それこそ好きな人を無残に殺されて、相手を憎悪しない人間なんぞ存在しない。だから今回の殺人は、世の中の倫理や法律などはどうでもよく、俺の中では真っ当な正義だった。
だが、その先に踏み込むことは、修羅の道である。人間に戻れなくなる。奥村伸一は殺人犯であるから殺されても文句は言えないが、たとえ共犯者がいたにしても、直接手を下したわけでなければ、そいつの命まで奪うのは筋違いだ。
これは単なる俺の中の独りよがりな哲学に過ぎないが、だからこそ大切にしたかった。
「考えろ……推理するんだ。彼女の第二の標的とは、いったい誰だ?」
俺は必至で頭脳をフル回転し、考察を押し進めた。そもそもあんな人目に付く場所に告知するということは、師匠は次なる贄に対し、宣戦布告の目的で行ったのかもしれない。
ということは、その相手の人物とは、この病棟内に存在する可能性が高い。ここでの情報が他に漏れることはほとんど無いだろうし、そう考えるのが自然だ。
「誰だ……彼女が憎悪するのは、誰なんだ?」
圧搾機でギリギリとブレスされる果実の如く、あるいはマンモグラフィーで押し潰されるおっぱいの如く、俺は脳みそを振り絞った。
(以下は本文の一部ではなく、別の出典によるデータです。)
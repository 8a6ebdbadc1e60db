use converza_gen::{write_landing_files, CallGenerator};
use std::path::Path;

pub fn execute(repo_root: &Path, count: usize, seed: Option<u64>) -> anyhow::Result<()> {
    let paths = crate::workspace_paths(repo_root)?;

    let mut generator = CallGenerator::new(seed, time::OffsetDateTime::now_utc());
    let calls = generator.generate_batch(count);
    let written = write_landing_files(&paths.raw_dir, &calls)?;

    println!("Wrote {written} call records to {}", paths.raw_dir.display());
    if let Some(first) = calls.first() {
        println!("Sample: {} ({}, {})", first.call_id, first.agent_name, first.timestamp);
    }
    Ok(())
}
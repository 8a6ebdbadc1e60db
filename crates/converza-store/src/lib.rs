mod config;
mod paths;
mod sqlite_store;

pub use config::{parse_value, read_config_map, write_config_map, PipelineConfig};
pub use paths::ConverzaPaths;
pub use sqlite_store::{
    AgentPerformance, ConversionMetrics, DailyMetrics, LayerCounts, SentimentShare, SilverStats,
    SqliteStore,
};

use fs2::FileExt;
use std::fs;
use std::io::Write;
use std::path::Path;

/// Atomic write: write to temp file in same dir, then rename.
pub fn write_atomic(path: &Path, data: &[u8]) -> anyhow::Result<()> {
    let parent = path
        .parent()
        .ok_or_else(|| anyhow::anyhow!("no parent dir for {}", path.display()))?;
    fs::create_dir_all(parent)?;
    let mut tmp = tempfile::NamedTempFile::new_in(parent)?;
    tmp.write_all(data)?;
    tmp.flush()?;
    tmp.persist(path)?;
    Ok(())
}

/// Held for the duration of a pipeline run; released on drop.
pub struct RunLock {
    _file: fs::File,
}

/// Take the workspace run lock, failing fast if another run holds it.
pub fn try_lock_run(path: &Path) -> anyhow::Result<RunLock> {
    if let Some(parent) = path.parent() {
        fs::create_dir_all(parent)?;
    }
    let file = fs::OpenOptions::new()
        .create(true)
        .truncate(false)
        .write(true)
        .open(path)?;
    file.try_lock_exclusive().map_err(|e| {
        anyhow::anyhow!(
            "another pipeline run holds {} ({e})",
            path.display()
        )
    })?;
    Ok(RunLock { _file: file })
}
奥村健二の死に関与し、この場にいる人間とは……ただ一人しかいない。
「まさか!」
俺は再び驚愕するとともに惑乱した。またもや蒙が啓かれ、ぼやけていた視界が、眼鏡の調節がうまくいって焦点がぴったり合ったかのように、くっきりと目に映る快感を覚えたが、心の受けたダメージは大きかった。
どうやら海野思羽香の恨みは、その名のとおり海よりも深く、絶望は計り知れないのかもしれない。
「だけど、どうやったら彼女の暴走を止められるっていうんだよ……」
今や俺の独り言は危険人物レベルにまでなっていた。自分でもわかっているんだが、あまりの事実に感情がコントロールできず、独語の奔流を抑えられなかった。
所詮、俺は閉鎖病棟に措置入院中の一患者にしか過ぎず、何の力も持っていない。その事実がこれほど恨めしいと思ったのは初めてだった。何とかしたくても、自分では何一つすることができない。無力感をひしひしと味わい、己が腹立たしかった。
だからといって、今までの推測を高峰先生に全てぶちまけ協力を仰ぐのは、抵抗があった。もしそうすれば、確かに今後の思羽香の殺人計画は阻止できるかもしれない。しかし、それと同時に、彼女のここでの待遇が、非常に厳しいものになるだろうということが予想された。
もしかしたら金輪際退院などできなくなるかもしれないし、それはあまりにも気の毒だ。いくら密偵を申し付けられたからと言って、そんなことは自分としてはとてもできない相談だった。
なんとか医療サイドに知られずに全てをひた隠し、彼女が何か事を起こす前に、自分が命がけで説得し、改心させて犯罪防止する……。
「どんな無理ゲーだよそりゃああああああ!」
いかん、ついまた怒鳴ってしまった。ちょっと口を物理的につぐんでいた方がいいのかもしれん。さすがに俺も反省して、誰かいなかったか確かめるため、ドアの小窓から外を眺めた。
「!」
なんとそこに、俺は想定外の人物を見かけた。